#### [EXERCISE REQUIREMENTS]
Give back exactly the stretch of data below from the line holding "let mut mesh = MeshBuffer::default();" through the line holding "let (placed, faces)", both ends included, and leave the remaining lines out.

#### [MATERIAL TO PROCESS]
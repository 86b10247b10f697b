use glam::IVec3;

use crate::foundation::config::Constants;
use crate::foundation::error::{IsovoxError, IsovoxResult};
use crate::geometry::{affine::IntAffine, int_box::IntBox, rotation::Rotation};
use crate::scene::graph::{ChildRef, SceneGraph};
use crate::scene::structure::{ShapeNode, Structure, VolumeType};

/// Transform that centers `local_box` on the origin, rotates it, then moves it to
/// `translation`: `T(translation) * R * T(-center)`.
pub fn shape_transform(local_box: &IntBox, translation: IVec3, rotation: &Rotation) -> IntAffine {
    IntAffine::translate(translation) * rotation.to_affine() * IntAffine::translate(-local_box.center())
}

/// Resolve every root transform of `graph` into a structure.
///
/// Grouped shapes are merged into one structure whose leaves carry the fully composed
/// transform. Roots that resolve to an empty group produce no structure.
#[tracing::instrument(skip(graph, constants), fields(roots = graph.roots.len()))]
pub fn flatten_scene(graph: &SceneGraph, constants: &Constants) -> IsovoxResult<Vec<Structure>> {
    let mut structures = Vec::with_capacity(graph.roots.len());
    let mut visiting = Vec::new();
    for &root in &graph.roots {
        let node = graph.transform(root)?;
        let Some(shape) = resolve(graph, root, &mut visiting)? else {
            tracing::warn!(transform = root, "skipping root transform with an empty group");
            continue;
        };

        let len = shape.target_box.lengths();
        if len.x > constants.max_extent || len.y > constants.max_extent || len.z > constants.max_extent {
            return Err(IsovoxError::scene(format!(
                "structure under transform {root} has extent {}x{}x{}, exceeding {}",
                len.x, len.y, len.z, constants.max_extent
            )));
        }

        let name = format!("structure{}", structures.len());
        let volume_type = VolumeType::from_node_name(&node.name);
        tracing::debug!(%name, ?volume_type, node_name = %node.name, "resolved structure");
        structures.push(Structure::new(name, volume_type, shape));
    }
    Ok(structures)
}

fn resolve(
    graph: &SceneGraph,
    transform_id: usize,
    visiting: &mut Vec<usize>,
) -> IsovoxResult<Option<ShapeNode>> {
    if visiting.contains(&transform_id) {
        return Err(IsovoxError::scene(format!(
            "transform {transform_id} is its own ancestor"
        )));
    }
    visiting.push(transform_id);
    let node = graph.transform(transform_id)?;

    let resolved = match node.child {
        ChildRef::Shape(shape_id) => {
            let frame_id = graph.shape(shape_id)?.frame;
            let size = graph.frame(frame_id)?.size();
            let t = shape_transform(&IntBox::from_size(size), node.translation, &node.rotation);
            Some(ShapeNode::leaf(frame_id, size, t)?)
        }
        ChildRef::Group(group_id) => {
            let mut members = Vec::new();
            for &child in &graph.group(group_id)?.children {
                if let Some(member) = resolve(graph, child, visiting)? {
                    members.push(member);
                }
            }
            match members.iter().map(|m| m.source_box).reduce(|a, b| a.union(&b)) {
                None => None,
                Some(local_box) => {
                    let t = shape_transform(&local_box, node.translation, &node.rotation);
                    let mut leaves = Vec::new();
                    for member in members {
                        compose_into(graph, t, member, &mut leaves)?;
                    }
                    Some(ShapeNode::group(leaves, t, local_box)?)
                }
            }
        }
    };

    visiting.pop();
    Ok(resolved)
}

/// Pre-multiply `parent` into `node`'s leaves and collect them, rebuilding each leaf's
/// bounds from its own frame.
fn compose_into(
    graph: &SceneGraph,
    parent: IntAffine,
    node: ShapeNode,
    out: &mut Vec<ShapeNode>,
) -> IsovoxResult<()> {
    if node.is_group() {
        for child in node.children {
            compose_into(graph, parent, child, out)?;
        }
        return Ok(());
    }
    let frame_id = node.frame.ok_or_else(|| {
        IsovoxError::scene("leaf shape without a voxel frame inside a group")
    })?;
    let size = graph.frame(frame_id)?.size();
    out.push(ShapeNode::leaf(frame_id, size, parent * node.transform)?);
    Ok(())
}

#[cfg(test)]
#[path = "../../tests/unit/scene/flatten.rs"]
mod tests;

==

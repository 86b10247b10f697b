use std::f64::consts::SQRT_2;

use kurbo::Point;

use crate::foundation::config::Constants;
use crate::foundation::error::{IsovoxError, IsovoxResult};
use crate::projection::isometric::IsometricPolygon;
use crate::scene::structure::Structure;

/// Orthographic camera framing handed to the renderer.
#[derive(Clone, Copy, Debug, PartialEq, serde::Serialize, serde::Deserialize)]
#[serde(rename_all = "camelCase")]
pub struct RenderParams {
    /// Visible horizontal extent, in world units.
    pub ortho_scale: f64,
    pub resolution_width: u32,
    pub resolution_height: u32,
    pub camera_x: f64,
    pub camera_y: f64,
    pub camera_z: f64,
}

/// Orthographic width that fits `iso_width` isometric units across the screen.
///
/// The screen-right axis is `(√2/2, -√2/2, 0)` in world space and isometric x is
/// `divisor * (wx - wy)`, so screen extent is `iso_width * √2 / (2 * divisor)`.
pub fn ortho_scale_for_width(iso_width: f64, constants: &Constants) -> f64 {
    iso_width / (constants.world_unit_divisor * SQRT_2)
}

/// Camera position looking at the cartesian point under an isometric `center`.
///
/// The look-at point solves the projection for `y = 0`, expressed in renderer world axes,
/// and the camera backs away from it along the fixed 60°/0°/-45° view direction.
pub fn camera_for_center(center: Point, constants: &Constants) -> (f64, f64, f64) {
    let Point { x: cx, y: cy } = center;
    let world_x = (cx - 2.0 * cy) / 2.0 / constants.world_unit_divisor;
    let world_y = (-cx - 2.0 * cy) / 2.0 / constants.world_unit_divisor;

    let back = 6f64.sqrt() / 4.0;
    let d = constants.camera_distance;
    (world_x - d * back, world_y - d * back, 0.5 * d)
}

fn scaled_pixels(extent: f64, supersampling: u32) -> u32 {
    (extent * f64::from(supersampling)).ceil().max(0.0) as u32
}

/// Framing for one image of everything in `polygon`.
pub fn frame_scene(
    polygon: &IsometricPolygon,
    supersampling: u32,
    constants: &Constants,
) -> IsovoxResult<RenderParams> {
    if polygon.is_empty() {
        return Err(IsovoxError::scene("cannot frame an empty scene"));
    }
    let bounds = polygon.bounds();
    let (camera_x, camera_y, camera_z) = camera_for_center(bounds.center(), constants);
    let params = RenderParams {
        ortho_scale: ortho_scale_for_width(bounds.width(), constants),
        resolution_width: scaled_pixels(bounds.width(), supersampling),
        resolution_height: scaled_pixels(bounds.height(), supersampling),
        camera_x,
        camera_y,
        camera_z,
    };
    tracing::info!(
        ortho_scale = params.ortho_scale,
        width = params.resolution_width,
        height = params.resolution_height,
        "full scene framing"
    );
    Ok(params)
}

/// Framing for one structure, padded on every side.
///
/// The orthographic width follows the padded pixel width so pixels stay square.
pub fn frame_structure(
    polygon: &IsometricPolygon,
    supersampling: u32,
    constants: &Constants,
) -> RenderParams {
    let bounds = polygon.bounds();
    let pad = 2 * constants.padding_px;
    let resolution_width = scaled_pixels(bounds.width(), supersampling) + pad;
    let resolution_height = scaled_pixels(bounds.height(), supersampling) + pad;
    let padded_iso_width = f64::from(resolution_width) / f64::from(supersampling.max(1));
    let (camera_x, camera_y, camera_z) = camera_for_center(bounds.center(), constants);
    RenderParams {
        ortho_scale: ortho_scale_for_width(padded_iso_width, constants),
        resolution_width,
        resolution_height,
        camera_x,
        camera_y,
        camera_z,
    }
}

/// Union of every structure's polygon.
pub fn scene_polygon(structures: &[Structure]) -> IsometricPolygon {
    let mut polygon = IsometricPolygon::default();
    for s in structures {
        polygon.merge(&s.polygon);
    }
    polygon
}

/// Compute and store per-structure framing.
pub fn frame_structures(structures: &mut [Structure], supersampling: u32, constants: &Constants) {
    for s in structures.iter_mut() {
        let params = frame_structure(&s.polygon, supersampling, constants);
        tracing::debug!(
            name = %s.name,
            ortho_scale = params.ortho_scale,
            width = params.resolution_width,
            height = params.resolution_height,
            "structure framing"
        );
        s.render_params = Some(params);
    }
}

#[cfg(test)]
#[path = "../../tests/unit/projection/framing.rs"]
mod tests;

...

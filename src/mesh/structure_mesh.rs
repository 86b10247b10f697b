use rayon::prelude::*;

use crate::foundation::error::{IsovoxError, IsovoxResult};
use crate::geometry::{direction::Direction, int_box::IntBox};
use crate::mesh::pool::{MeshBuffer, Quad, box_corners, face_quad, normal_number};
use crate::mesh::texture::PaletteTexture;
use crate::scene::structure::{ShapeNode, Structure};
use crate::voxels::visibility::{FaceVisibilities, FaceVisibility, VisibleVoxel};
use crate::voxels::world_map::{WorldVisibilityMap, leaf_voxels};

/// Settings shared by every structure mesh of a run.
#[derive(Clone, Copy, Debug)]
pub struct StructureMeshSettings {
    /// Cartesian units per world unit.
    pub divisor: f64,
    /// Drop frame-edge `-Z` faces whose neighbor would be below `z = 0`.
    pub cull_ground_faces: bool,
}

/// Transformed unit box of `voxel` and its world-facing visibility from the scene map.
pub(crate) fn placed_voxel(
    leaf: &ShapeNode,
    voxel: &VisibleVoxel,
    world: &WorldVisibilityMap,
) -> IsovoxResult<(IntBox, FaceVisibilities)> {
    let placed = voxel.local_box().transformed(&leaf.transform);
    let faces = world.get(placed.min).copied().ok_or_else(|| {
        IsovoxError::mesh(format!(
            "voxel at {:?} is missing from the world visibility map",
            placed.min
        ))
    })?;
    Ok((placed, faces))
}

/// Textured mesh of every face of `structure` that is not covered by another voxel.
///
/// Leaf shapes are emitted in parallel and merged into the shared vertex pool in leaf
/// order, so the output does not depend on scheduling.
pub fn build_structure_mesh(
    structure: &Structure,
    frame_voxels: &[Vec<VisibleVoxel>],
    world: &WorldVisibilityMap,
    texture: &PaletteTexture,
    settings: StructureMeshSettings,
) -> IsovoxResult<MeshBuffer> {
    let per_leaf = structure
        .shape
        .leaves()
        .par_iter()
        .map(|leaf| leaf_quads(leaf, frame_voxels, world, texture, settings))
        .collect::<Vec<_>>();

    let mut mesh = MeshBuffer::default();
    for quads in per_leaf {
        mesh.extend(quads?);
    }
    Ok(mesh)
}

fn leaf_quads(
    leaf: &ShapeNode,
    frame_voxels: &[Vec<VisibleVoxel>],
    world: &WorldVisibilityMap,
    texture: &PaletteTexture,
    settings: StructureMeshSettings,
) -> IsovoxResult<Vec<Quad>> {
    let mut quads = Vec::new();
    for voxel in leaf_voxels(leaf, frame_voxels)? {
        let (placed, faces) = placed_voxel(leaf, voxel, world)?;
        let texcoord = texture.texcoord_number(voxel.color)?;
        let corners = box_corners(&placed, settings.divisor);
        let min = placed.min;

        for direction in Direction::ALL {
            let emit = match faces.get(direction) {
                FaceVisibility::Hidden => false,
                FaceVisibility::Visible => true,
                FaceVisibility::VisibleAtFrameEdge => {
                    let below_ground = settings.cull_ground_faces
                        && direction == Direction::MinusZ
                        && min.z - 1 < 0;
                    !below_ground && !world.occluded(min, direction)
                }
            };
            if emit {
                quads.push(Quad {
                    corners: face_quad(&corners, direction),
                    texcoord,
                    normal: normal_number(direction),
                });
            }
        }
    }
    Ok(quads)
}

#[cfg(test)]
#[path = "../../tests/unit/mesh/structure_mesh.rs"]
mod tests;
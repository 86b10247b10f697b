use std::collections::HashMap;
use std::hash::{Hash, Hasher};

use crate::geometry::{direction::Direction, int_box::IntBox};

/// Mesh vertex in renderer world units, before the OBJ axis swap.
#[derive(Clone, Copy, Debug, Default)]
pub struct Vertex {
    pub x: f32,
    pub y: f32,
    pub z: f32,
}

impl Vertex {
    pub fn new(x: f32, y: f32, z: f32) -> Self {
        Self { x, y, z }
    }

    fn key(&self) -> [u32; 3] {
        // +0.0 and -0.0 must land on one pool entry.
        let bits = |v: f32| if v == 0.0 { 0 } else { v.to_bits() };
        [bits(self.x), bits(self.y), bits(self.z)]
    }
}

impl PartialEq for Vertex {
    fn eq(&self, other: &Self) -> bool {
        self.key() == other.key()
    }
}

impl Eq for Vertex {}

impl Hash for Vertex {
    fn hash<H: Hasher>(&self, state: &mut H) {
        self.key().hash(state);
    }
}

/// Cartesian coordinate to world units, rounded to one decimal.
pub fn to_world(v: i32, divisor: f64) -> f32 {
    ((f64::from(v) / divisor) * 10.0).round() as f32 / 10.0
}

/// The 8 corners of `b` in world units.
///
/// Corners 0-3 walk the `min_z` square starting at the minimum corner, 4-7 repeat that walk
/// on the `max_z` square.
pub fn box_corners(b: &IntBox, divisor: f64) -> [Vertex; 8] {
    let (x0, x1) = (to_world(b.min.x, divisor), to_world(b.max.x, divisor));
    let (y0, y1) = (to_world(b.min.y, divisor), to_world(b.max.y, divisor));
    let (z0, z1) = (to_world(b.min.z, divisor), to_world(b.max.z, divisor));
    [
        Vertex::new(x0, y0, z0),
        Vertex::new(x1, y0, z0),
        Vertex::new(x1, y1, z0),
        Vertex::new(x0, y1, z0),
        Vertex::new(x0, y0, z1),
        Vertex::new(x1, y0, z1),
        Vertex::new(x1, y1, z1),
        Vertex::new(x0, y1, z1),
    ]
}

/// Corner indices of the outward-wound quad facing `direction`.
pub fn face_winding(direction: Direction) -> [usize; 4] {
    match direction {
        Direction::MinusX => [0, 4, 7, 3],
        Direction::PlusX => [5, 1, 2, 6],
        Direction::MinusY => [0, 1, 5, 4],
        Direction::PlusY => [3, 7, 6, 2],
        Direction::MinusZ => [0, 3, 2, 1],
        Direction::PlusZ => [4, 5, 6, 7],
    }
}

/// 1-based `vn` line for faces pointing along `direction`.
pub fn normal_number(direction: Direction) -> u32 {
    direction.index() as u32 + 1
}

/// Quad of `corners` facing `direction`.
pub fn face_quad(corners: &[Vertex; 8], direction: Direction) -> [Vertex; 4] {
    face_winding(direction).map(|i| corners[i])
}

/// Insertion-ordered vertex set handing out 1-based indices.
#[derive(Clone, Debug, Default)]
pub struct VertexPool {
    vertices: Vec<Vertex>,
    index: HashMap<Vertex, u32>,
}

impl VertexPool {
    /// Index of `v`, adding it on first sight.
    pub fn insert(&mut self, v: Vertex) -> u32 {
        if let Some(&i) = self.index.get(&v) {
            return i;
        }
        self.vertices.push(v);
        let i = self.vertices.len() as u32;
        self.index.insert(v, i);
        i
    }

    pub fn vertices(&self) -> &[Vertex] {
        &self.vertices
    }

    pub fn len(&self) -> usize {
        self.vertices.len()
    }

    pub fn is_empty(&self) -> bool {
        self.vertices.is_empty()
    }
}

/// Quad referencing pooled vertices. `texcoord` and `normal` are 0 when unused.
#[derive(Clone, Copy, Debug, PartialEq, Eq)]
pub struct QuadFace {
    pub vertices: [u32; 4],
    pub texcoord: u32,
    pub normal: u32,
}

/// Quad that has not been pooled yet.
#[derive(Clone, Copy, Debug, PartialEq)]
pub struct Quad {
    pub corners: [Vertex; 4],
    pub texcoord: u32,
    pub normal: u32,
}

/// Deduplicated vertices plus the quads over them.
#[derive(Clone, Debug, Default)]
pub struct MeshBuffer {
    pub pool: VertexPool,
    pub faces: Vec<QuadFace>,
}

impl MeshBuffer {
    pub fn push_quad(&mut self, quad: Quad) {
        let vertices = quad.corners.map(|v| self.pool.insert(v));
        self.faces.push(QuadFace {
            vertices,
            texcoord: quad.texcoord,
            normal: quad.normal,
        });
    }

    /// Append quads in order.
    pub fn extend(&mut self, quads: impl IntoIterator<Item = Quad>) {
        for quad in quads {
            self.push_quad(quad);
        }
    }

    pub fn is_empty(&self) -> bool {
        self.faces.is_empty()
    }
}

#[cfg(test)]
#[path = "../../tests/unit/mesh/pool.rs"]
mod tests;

#### [OUTPUT FOR THIS TASK]
    let mut mesh = MeshBuffer::default();
    for quads in per_leaf {
        mesh.extend(quads?);
    }
    Ok(mesh)
}

fn leaf_quads(
    leaf: &ShapeNode,
    frame_voxels: &[Vec<VisibleVoxel>],
    world: &WorldVisibilityMap,
    texture: &PaletteTexture,
    settings: StructureMeshSettings,
) -> IsovoxResult<Vec<Quad>> {
    let mut quads = Vec::new();
    for voxel in leaf_voxels(leaf, frame_voxels)? {
        let (placed, faces) = placed_voxel(leaf, voxel, world)?;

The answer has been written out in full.